Penandatangan Perjanjian Kerjasama dan Pelatihan Kemandirian Bagi WBP ini dihadiri langsung oleh Indro Purwoko, S.H., M.H Kepala kantor wilayah Kementrian Hukum Dan Ham Wilayah Sumatera Selatan. Dadi Mulya, Kepala Divisi Kemasyarakatan Kantor Wilayah Sumatera Selatan. Ike Rahmawati, Kepala Lapas Perempuan Kelas IIA Palembang.

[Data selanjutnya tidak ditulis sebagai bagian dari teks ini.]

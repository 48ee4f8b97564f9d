// Copyright (c) 2025 Ronan LE MEILLAT, SCTG Development
// This file is part of the rust-spectrometer project and is licensed under the
// SCTG Development Non-Commercial License v1.0 (see LICENSE.md for details).

use std::fs;
use std::path::PathBuf;

use anyhow::Result;
use rust_spectrometer::config::{
    Config, ConfigOverrides, DriverKind, SimulatedDeviceConfig,
};
use rust_spectrometer::preprocessing::{QuirkEntry, QuirkRule};
use tempfile::tempdir;

#[test]
fn test_config_load_and_save() -> Result<()> {
    let temp_dir = tempdir()?;
    let config_path = temp_dir.path().join("config.yaml");

    let mut config = Config::default();
    config.acquisition.integration_time = "0.01:0.02".to_string();
    config.acquisition.scans_to_average = 4;
    config.output.identifier = "flowcell".to_string();
    config.driver.simulated.devices = vec![
        SimulatedDeviceConfig {
            serial_number: "SIM-A".to_string(),
            pixel_count: 16,
            ..SimulatedDeviceConfig::default()
        },
        SimulatedDeviceConfig {
            serial_number: "SIM-B".to_string(),
            noise: 2.5,
            ..SimulatedDeviceConfig::default()
        },
    ];
    config.quirks.push(QuirkEntry {
        serial_number: "USB2G1234".to_string(),
        rule: QuirkRule::PointRepair {
            reference_index: 3,
            lower_factor: 0.8,
            upper_factor: 1.25,
        },
    });
    config.plot.command = vec!["gnuplot-wrapper".to_string(), "--png".to_string()];

    config.save_to_file(&config_path)?;
    let loaded_config = Config::from_file(&config_path)?;
    assert_eq!(loaded_config, config);

    // A missing file is created with the defaults
    let non_existent_path = temp_dir.path().join("non_existent.yaml");
    let default_config = Config::from_file(&non_existent_path)?;
    assert!(non_existent_path.exists());
    assert_eq!(default_config, Config::default());
    assert_eq!(default_config.acquisition.integration_time, "1e-3");
    assert_eq!(default_config.output.path, PathBuf::from("./"));
    assert_eq!(default_config.driver.max_devices, 16);

    Ok(())
}

#[test]
fn test_partial_config_uses_defaults() -> Result<()> {
    let temp_dir = tempdir()?;
    let config_path = temp_dir.path().join("config.yaml");
    fs::write(
        &config_path,
        r#"
acquisition:
  integration_time: 0.004
  iterations: 3
driver:
  kind: seabreeze
"#,
    )?;

    let config = Config::from_file(&config_path)?;
    assert_eq!(config.acquisition.integration_time, "0.004");
    assert_eq!(config.acquisition.iterations, 3);
    assert_eq!(config.acquisition.scans_to_average, 1);
    assert_eq!(config.acquisition.boxcar_width, 1);
    assert_eq!(config.driver.kind, DriverKind::Seabreeze);
    assert!(config.plot.text_diagram);
    Ok(())
}

#[test]
fn test_empty_file_is_default() -> Result<()> {
    let temp_dir = tempdir()?;
    let config_path = temp_dir.path().join("config.yaml");
    fs::write(&config_path, "")?;

    assert_eq!(Config::from_file(&config_path)?, Config::default());
    Ok(())
}

#[test]
fn test_apply_args() {
    let mut config = Config::default();
    config.apply_args(ConfigOverrides {
        identifier: Some("run7".to_string()),
        path: Some(PathBuf::from("/tmp/spectra")),
        iterations: Some(12),
        integration_time: Some("0.002:0.003".to_string()),
        scans_to_average: Some(5),
        post_scan_sleep: Some(0.5),
        boxcar_width: Some(0),
        trigger_mode: Some(3),
        calibrate: true,
        silent: false,
        driver: Some(DriverKind::Seabreeze),
    });

    assert_eq!(config.output.identifier, "run7");
    assert_eq!(config.output.path, PathBuf::from("/tmp/spectra"));
    assert_eq!(config.acquisition.iterations, 12);
    assert_eq!(config.acquisition.integration_time, "0.002:0.003");
    assert_eq!(config.acquisition.scans_to_average, 5);
    assert_eq!(config.acquisition.post_scan_sleep, 0.5);
    assert_eq!(config.acquisition.boxcar_width, 0);
    assert_eq!(config.acquisition.trigger_mode, 3);
    assert!(config.acquisition.calibrate);
    assert!(!config.acquisition.silent);
    assert_eq!(config.driver.kind, DriverKind::Seabreeze);
}

#[test]
fn test_config_validation() {
    assert!(Config::default().validate().is_ok());

    let mut config = Config::default();
    config.acquisition.scans_to_average = 0;
    assert!(config.validate().is_err());

    let mut config = Config::default();
    config.acquisition.integration_time = "-1".to_string();
    assert!(config.validate().is_err());

    let mut config = Config::default();
    config.acquisition.post_scan_sleep = -2.0;
    assert!(config.validate().is_err());
}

Letkol Ckm (K) Rosmita Br. Bangun Mewakili Karumkit RS.Ak.Gani. Drs. H. Reza Fahlevi MM Kadisdik Sumsel. dr Yumidiansi Direktur RS. Ernaldi Bahar. Ridwan Effendi,SH Andalan Kwarda Pramuka. Ika Monica Mewakili Kepala Bank BRI Cabang Sriwijaya. Zaitun AgustinaAgustina, SE GM. PT SKP. Ketua Yayasan Khazanah Kebajikan YKK Palembang Syahri Ketua Yayasan Intan Maharani dan Kepala Puskesmas Merdeka.

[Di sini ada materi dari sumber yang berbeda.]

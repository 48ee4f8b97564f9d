// Copyright (c) 2025 Ronan LE MEILLAT, SCTG Development
// This file is part of the rust-spectrometer project and is licensed under the
// SCTG Development Non-Commercial License v1.0 (see LICENSE.md for details).

//! Operator confirmation during calibration
//!
//! The calibration waits three times for the operator: before the reference
//! capture, before the background capture, and once more before the
//! acquisition loop so the cell can be filled. Each wait goes through an
//! [`OperatorPrompt`]; [`StdinPrompt`] blocks on the terminal while
//! [`ScriptedPrompt`] answers immediately and records what was asked.

use std::fmt;
use std::io::{self, BufRead, Write};

use crate::error::{AcquisitionError, AcquisitionResult};

/// A point where the calibration waits for the operator.
#[derive(Debug, Clone, Copy, PartialEq, Eq)]
pub enum CalibrationStep {
    Reference,
    Background,
    FillCell,
}

impl CalibrationStep {
    /// The steps in the order they occur.
    pub const ALL: [CalibrationStep; 3] = [Self::Reference, Self::Background, Self::FillCell];

    /// What the operator has to do before confirming.
    pub fn instruction(&self) -> &'static str {
        match self {
            Self::Reference => {
                "Reference: insert the empty cell, switch the light source on and press <Enter>"
            }
            Self::Background => "Background: switch the light source off and press <Enter>",
            Self::FillCell => {
                "Fill the cell with the sample, switch the light source on and press <Enter>"
            }
        }
    }
}

impl fmt::Display for CalibrationStep {
    fn fmt(&self, f: &mut fmt::Formatter<'_>) -> fmt::Result {
        match self {
            Self::Reference => write!(f, "reference"),
            Self::Background => write!(f, "background"),
            Self::FillCell => write!(f, "fill cell"),
        }
    }
}

/// Source of operator confirmations.
pub trait OperatorPrompt {
    /// Block until the operator confirms `step`.
    fn confirm(&mut self, step: CalibrationStep) -> AcquisitionResult<()>;
}

/// Prints the instruction and waits for a line on the input, stdin by default.
///
/// There is no timeout; end of input is reported as an error.
pub struct StdinPrompt<R = io::StdinLock<'static>, W = io::Stdout> {
    input: R,
    output: W,
}

impl StdinPrompt {
    pub fn new() -> Self {
        Self {
            input: io::stdin().lock(),
            output: io::stdout(),
        }
    }
}

impl Default for StdinPrompt {
    fn default() -> Self {
        Self::new()
    }
}

impl<R: BufRead, W: Write> StdinPrompt<R, W> {
    pub fn with_io(input: R, output: W) -> Self {
        Self { input, output }
    }
}

impl<R: BufRead, W: Write> OperatorPrompt for StdinPrompt<R, W> {
    fn confirm(&mut self, step: CalibrationStep) -> AcquisitionResult<()> {
        writeln!(self.output, "{}", step.instruction()).map_err(AcquisitionError::Confirmation)?;
        self.output.flush().map_err(AcquisitionError::Confirmation)?;

        let mut line = String::new();
        let read = self
            .input
            .read_line(&mut line)
            .map_err(AcquisitionError::Confirmation)?;
        if read == 0 {
            return Err(AcquisitionError::Confirmation(io::Error::new(
                io::ErrorKind::UnexpectedEof,
                format!("input closed while waiting for the {} step", step),
            )));
        }
        Ok(())
    }
}

/// Confirms every step at once and keeps the list of confirmed steps.
#[derive(Debug, Default)]
pub struct ScriptedPrompt {
    confirmed: Vec<CalibrationStep>,
    refuse: Option<CalibrationStep>,
}

impl ScriptedPrompt {
    pub fn new() -> Self {
        Self::default()
    }

    /// Fail instead of confirming when `step` is reached.
    pub fn refusing(step: CalibrationStep) -> Self {
        Self {
            confirmed: Vec::new(),
            refuse: Some(step),
        }
    }

    pub fn confirmed(&self) -> &[CalibrationStep] {
        &self.confirmed
    }
}

impl OperatorPrompt for ScriptedPrompt {
    fn confirm(&mut self, step: CalibrationStep) -> AcquisitionResult<()> {
        if self.refuse == Some(step) {
            return Err(AcquisitionError::Confirmation(io::Error::new(
                io::ErrorKind::Interrupted,
                format!("{} step refused", step),
            )));
        }
        self.confirmed.push(step);
        Ok(())
    }
}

Indro Purwoko, S.H., M.H Kepala kantor wilayah Kementrian Hukum Dan Ham Wilayah Sumatera Selatan. Mengatakan Penandatangan MOU kerjasama dengan Stakeholder Pembukaan Rehabilitasi Pemasyarakatan Dan Pembukaan Pelatihan Pembinaan Kemandirian Bagi WBP Lapas Perempuan Kelas IIA Palembang. “Ruang lingkup dalam Kerjasama tersebut meliputi Deteksi Dini Gangguan Kamtib melalui Sambang Patroli, Pertukaran Informasi Napi Terorisme, Bantuan Pengamanan serta peningkatan Wawasan Kebangsaan bagi Warga Binaan Pemasyarakatan. Hal tersebut dituangkan dalam Perjanjian Kerjasama dan ditandatangani oleh seluruh Stakeholder,” ungkap Indro
masih dikatakan Ibdro, kami juga menyampaikan bahwa Lembaga Pemasyarakatan kini tidak dipandang sebagai penghukuman saja, namun sebagai tempat pembinaan kepada narapidana agar menjadi insan yang lebih baik. Maka dari itu, pembinaan menjadi bagian penting dalam pemasyarakatan itu sendiri. “Pembinaan keterampilan sebagai salah satu program pembinaan narapidana akan dapat terlaksana secara maksimal dengan menjalin kerja sama melalui pihak ketiga, baik dengan instansi pemerintah maupun pihak swasta, yang dapat memberikan bimbingan keterampilan yang bermanfaat di masyarakat apabila kelak telah habis masa hukumannya di Lembaga Pemasyarakatan.” jelasnya. (Ly).